Sometimes, really listening can be more important than saying the "right" thing. If you’re trying to support a friend in need, honing your listening skills is essential.


Two men sitting on the steps of an old building and chatting with a coffee

What makes a good listener? From active listening to body language and empathy statements, follow these tips to learn how to develop your listening skills and better understand others.


Create the right environment


Part of being a good listener isn’t strictly about listening. When someone comes to you with a problem they’d like to share, the first step is to give them the time and space they need.


Create a positive environment for your conversation. You need a quiet, comfortable space where you won’t get interrupted or be overheard. Put away your phone, too. There’s nothing more distracting than social media notifications popping up on your screen every two minutes.


Time is of the essence. Make sure you have enough time to give them your full attention. Let them know how much time you have and make more for them if you can. If you’re in the middle of something, it’s ok to ask them to hold that thought until you’re in a position to really listen.


If you’re pressed for time, though, be honest about it. It’s always better to communicate about your availability so the other person doesn’t feel rushed or dismissed.


Try the OARS model


The OARS model uses empathy techniques to facilitate interactions and develop listening skills. Based on four pillars, it will help you better understand and support others.

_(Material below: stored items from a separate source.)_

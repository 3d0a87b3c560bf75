use serde_json::Value;
use thiserror::Error;

use crate::{
    form::{CompiledForm, Submission, ValidationErrors},
    registry::{NOT_FOUND, Registry, global},
    route::resolve_dynamic_path,
    transport::{ErrorSet, Transport},
};

#[derive(Debug, Error)]
pub enum SubmitError {
    #[error("form has no action to submit to")]
    MissingAction,
    #[error(transparent)]
    Invalid(#[from] ValidationErrors),
    #[error("submission rejected: {0}")]
    Remote(#[from] ErrorSet),
}

/// Result of a successful submission.
#[derive(Debug, Clone, PartialEq)]
pub struct SubmitOutcome {
    /// Decoded response body.
    pub response: Value,
    /// Path to navigate to, when the form declares a success redirect.
    pub redirect: Option<String>,
}

impl CompiledForm {
    /// Validate `values`, post them (as a nested object) to the form action and
    /// resolve the success redirect.
    ///
    /// The redirect template is the path registered for
    /// `dispatch.onSuccessRedirectTo.component`, looked up in `registry` or,
    /// when `None`, in the process-wide registry. Placeholders are filled from
    /// the response (optionally from the dot-path `payloadNamePath` inside it).
    ///
    /// # Errors
    ///
    /// Validation failures and server rejections are returned; nothing is retried.
    pub async fn submit<X>(
        &self,
        transport: &X,
        values: &Submission,
        registry: Option<&Registry>,
    ) -> Result<SubmitOutcome, SubmitError>
    where
        X: Transport + ?Sized,
    {
        if self.action.is_empty() {
            return Err(SubmitError::MissingAction);
        }
        self.validate(values)?;

        let response = transport.post(&self.action, &self.to_nested(values)).await?;
        let redirect = self.redirect_for(&response, registry);
        Ok(SubmitOutcome { response, redirect })
    }

    fn redirect_for(&self, response: &Value, registry: Option<&Registry>) -> Option<String> {
        let target = self.dispatch.as_ref()?.on_success_redirect_to.as_ref()?;

        let template = match registry {
            Some(r) => r.path_of(&target.component).to_string(),
            None => global::with(|r| r.path_of(&target.component).to_string()).unwrap_or_else(|e| {
                warn!("cannot resolve redirect for '{}': {e}", target.component);
                NOT_FOUND.to_string()
            }),
        };
        if template == NOT_FOUND {
            warn!("redirect component '{}' has no registered path", target.component);
            return None;
        }

        Some(resolve_dynamic_path(
            &template,
            response,
            target.payload_name_path.as_deref(),
        ))
    }
}

#[cfg(test)]
mod tests {
    use serde_json::json;

    use super::*;
    use crate::{
        model::{ComponentDescriptor, FormSchema, Properties},
        registry::ComponentMap,
        transport::testing::StubTransport,
    };

    fn form() -> CompiledForm {
        let schema: FormSchema = serde_json::from_value(json!({
            "action": "/users",
            "fields": [
                {"name": "name", "label": "Name", "required": true},
                {"name": "address", "inputType": "object", "properties": {"fields": [{"name": "city"}]}}
            ],
            "dispatch": {"onSuccessRedirectTo": {"component": "UserDetail", "payloadNamePath": "data"}}
        }))
        .unwrap();
        CompiledForm::compile(&schema).unwrap()
    }

    fn registry() -> Registry {
        let mut r = Registry::new(ComponentMap::new().with("UserDetail", |_: &Properties| json!(null)));
        r.register(&ComponentDescriptor::new("UserDetail").with_path("/users/:id"))
            .unwrap();
        r
    }

    fn values() -> Submission {
        let mut v = Submission::new();
        v.insert("name", json!("ann"));
        v.insert("address.city", json!("oslo"));
        v
    }

    #[tokio::test]
    async fn test_submit_posts_nested_and_redirects() {
        let t = StubTransport::new().on_post("/users", Ok(json!({"data": {"id": 42}})));
        let out = form().submit(&t, &values(), Some(&registry())).await.unwrap();

        assert_eq!(out.redirect.as_deref(), Some("/users/42"));
        let calls = t.calls();
        assert_eq!(calls[0].2, Some(json!({"name": "ann", "address": {"city": "oslo"}})));
    }

    #[tokio::test]
    async fn test_submit_invalid_is_not_posted() {
        let t = StubTransport::new();
        let err = form().submit(&t, &Submission::new(), Some(&registry())).await.unwrap_err();
        assert!(matches!(err, SubmitError::Invalid(_)));
        assert!(t.calls().is_empty());
    }

    #[tokio::test]
    async fn test_submit_remote_errors_surface() {
        let t = StubTransport::new().on_post("/users", Err(ErrorSet::single("name", "taken")));
        match form().submit(&t, &values(), Some(&registry())).await.unwrap_err() {
            SubmitError::Remote(e) => assert_eq!(e.get("name"), Some("taken")),
            e => panic!("unexpected {e}"),
        }
    }

    #[tokio::test]
    async fn test_unregistered_redirect_is_skipped() {
        let t = StubTransport::new().on_post("/users", Ok(json!({"data": {"id": 1}})));
        let empty = Registry::new(ComponentMap::new());
        let out = form().submit(&t, &values(), Some(&empty)).await.unwrap();
        assert_eq!(out.redirect, None);
    }
}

In psychology, OARS stands for:

  • Open questions

  • Affirmation

  • Reflective listening

  • Summarizing


Open questions

As opposed to closed-ended questions, open questions are queries you wouldn’t answer with “yes” or “no”. They give people an opportunity to open up and direct the conversation as they wish.

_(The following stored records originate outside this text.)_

//! Remote I/O boundary.
//!
//! The core never talks to the network itself. Option fetches, form submits
//! and table searches go through a [`Transport`] supplied by the caller.
//! `get` failures are plain errors; `post` reports failures as an [`ErrorSet`]
//! of field messages so they can be shown next to the offending inputs.

use std::{collections::BTreeMap, fmt, future::Future};

use serde::{Deserialize, Serialize, de::DeserializeOwned};
use serde_json::Value;
use thiserror::Error;

/// Field keyed error messages returned by a failed post.
#[derive(Debug, Clone, Default, PartialEq, Eq, Serialize, Deserialize)]
pub struct ErrorSet(pub BTreeMap<String, String>);

impl ErrorSet {
    /// An error set holding one message under `key`.
    pub fn single(key: impl Into<String>, message: impl Into<String>) -> Self {
        let mut map = BTreeMap::new();
        map.insert(key.into(), message.into());
        Self(map)
    }

    pub fn get(&self, key: &str) -> Option<&str> {
        self.0.get(key).map(String::as_str)
    }

    pub fn is_empty(&self) -> bool {
        self.0.is_empty()
    }

    /// Build an error set from a server body of the form `{"errors": {..}}`.
    ///
    /// List values are joined with `"; "`, other scalars are stringified.
    /// Returns `None` when the body has no `errors` object.
    pub fn from_body(body: &Value) -> Option<Self> {
        let errors = body.get("errors")?.as_object()?;
        let map = errors
            .iter()
            .map(|(k, v)| {
                let msg = match v {
                    Value::String(s) => s.clone(),
                    Value::Array(items) => items
                        .iter()
                        .map(|i| i.as_str().map(str::to_string).unwrap_or_else(|| i.to_string()))
                        .collect::<Vec<_>>()
                        .join("; "),
                    other => other.to_string(),
                };
                (k.clone(), msg)
            })
            .collect();
        Some(Self(map))
    }
}

impl fmt::Display for ErrorSet {
    fn fmt(&self, f: &mut fmt::Formatter<'_>) -> fmt::Result {
        let mut first = true;
        for (k, v) in &self.0 {
            if !first {
                f.write_str(", ")?;
            }
            write!(f, "{k}: {v}")?;
            first = false;
        }
        Ok(())
    }
}

impl std::error::Error for ErrorSet {}

impl From<TransportError> for ErrorSet {
    fn from(e: TransportError) -> Self {
        ErrorSet::single("err", e.to_string())
    }
}

/// Failure of a remote fetch.
#[derive(Debug, Error)]
pub enum TransportError {
    #[error("request to '{url}' failed: {message}")]
    Request { url: String, message: String },
    #[error("'{url}' returned status {status}")]
    Status { url: String, status: u16 },
    #[error("response from '{url}' could not be decoded: {source}")]
    Decode {
        url: String,
        #[source]
        source: serde_json::Error,
    },
}

/// Remote fetch/post capability.
pub trait Transport: Send + Sync {
    /// Fetch `url` and return the decoded body.
    fn get(&self, url: &str) -> impl Future<Output = Result<Value, TransportError>> + Send;

    /// Post `payload` to `url`. A rejected request yields the server's error set.
    fn post(&self, url: &str, payload: &Value) -> impl Future<Output = Result<Value, ErrorSet>> + Send;
}

/// Fetch `url` and decode the body as `T`.
///
/// # Errors
///
/// Transport failures and decode failures are returned as is; nothing is retried.
pub async fn fetch<T, X>(transport: &X, url: &str) -> Result<T, TransportError>
where
    T: DeserializeOwned,
    X: Transport + ?Sized,
{
    let body = transport.get(url).await?;
    serde_json::from_value(body).map_err(|source| TransportError::Decode {
        url: url.to_string(),
        source,
    })
}

/// Serialize `payload`, post it to `url` and decode the response as `T`.
///
/// Serialization and decode failures are reported under the `err` key.
pub async fn post<P, T, X>(transport: &X, url: &str, payload: &P) -> Result<T, ErrorSet>
where
    P: Serialize + ?Sized,
    T: DeserializeOwned,
    X: Transport + ?Sized,
{
    let payload = serde_json::to_value(payload).map_err(|e| ErrorSet::single("err", e.to_string()))?;
    let body = transport.post(url, &payload).await?;
    serde_json::from_value(body).map_err(|e| ErrorSet::single("err", e.to_string()))
}


#[cfg(test)]
mod tests {
    use serde_json::json;

    use super::{testing::StubTransport, *};

    #[test]
    fn test_error_set_from_body() {
        let body = json!({"errors": {"email": ["taken", "too long"], "name": "blank", "code": 3}});
        let set = ErrorSet::from_body(&body).unwrap();
        assert_eq!(set.get("email"), Some("taken; too long"));
        assert_eq!(set.get("name"), Some("blank"));
        assert_eq!(set.get("code"), Some("3"));
        assert!(ErrorSet::from_body(&json!({"message": "x"})).is_none());
    }

    #[tokio::test]
    async fn test_fetch_decode_error_surfaces() {
        let t = StubTransport::new().on_get("/n", json!("not a number"));
        let err = fetch::<u32, _>(&t, "/n").await.unwrap_err();
        assert!(matches!(err, TransportError::Decode { .. }));
    }

    #[tokio::test]
    async fn test_post_round() {
        let t = StubTransport::new()
            .on_post("/ok", Ok(json!({"id": 4})))
            .on_post("/bad", Err(ErrorSet::single("name", "required")));

        let v: Value = post(&t, "/ok", &json!({"a": 1})).await.unwrap();
        assert_eq!(v, json!({"id": 4}));

        let e = post::<_, Value, _>(&t, "/bad", &json!({})).await.unwrap_err();
        assert_eq!(e.to_string(), "name: required");
        assert_eq!(t.calls().len(), 2);
    }
}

For example, “how are you feeling?” might trigger a more developed response than “are you ok?”, which someone might dismiss with a one-word answer. To show you’re actively listening, try to ask open-ended questions such as “what was that like for you?” or “why do you think you feel this way?”


You should see open questions as a way to encourage someone to keep talking. If their story flows naturally after the first question, no need to interrupt and bombard them with more. Get a sense of when they need a little “push”. Whether it’s a “who”, “what”, “where”, “when”, “why”, or a “how” question should come naturally if you’ve been paying attention.


These questions will help you better understand the issue. On the other side, they’ll help the other person explore and work through their thoughts and feelings.


Affirmations

Affirmations are great active listening tools to show you care and to make people feel heard and supported. It helps build a connection with them by validating their experience. These empathy statements can also boost the person’s self-esteem and encourage them to expand.


Here are some examples of empathy statements and affirmations to show you’re actively listening and empathizing with them.

  • “It sounds like you are trying really hard to …”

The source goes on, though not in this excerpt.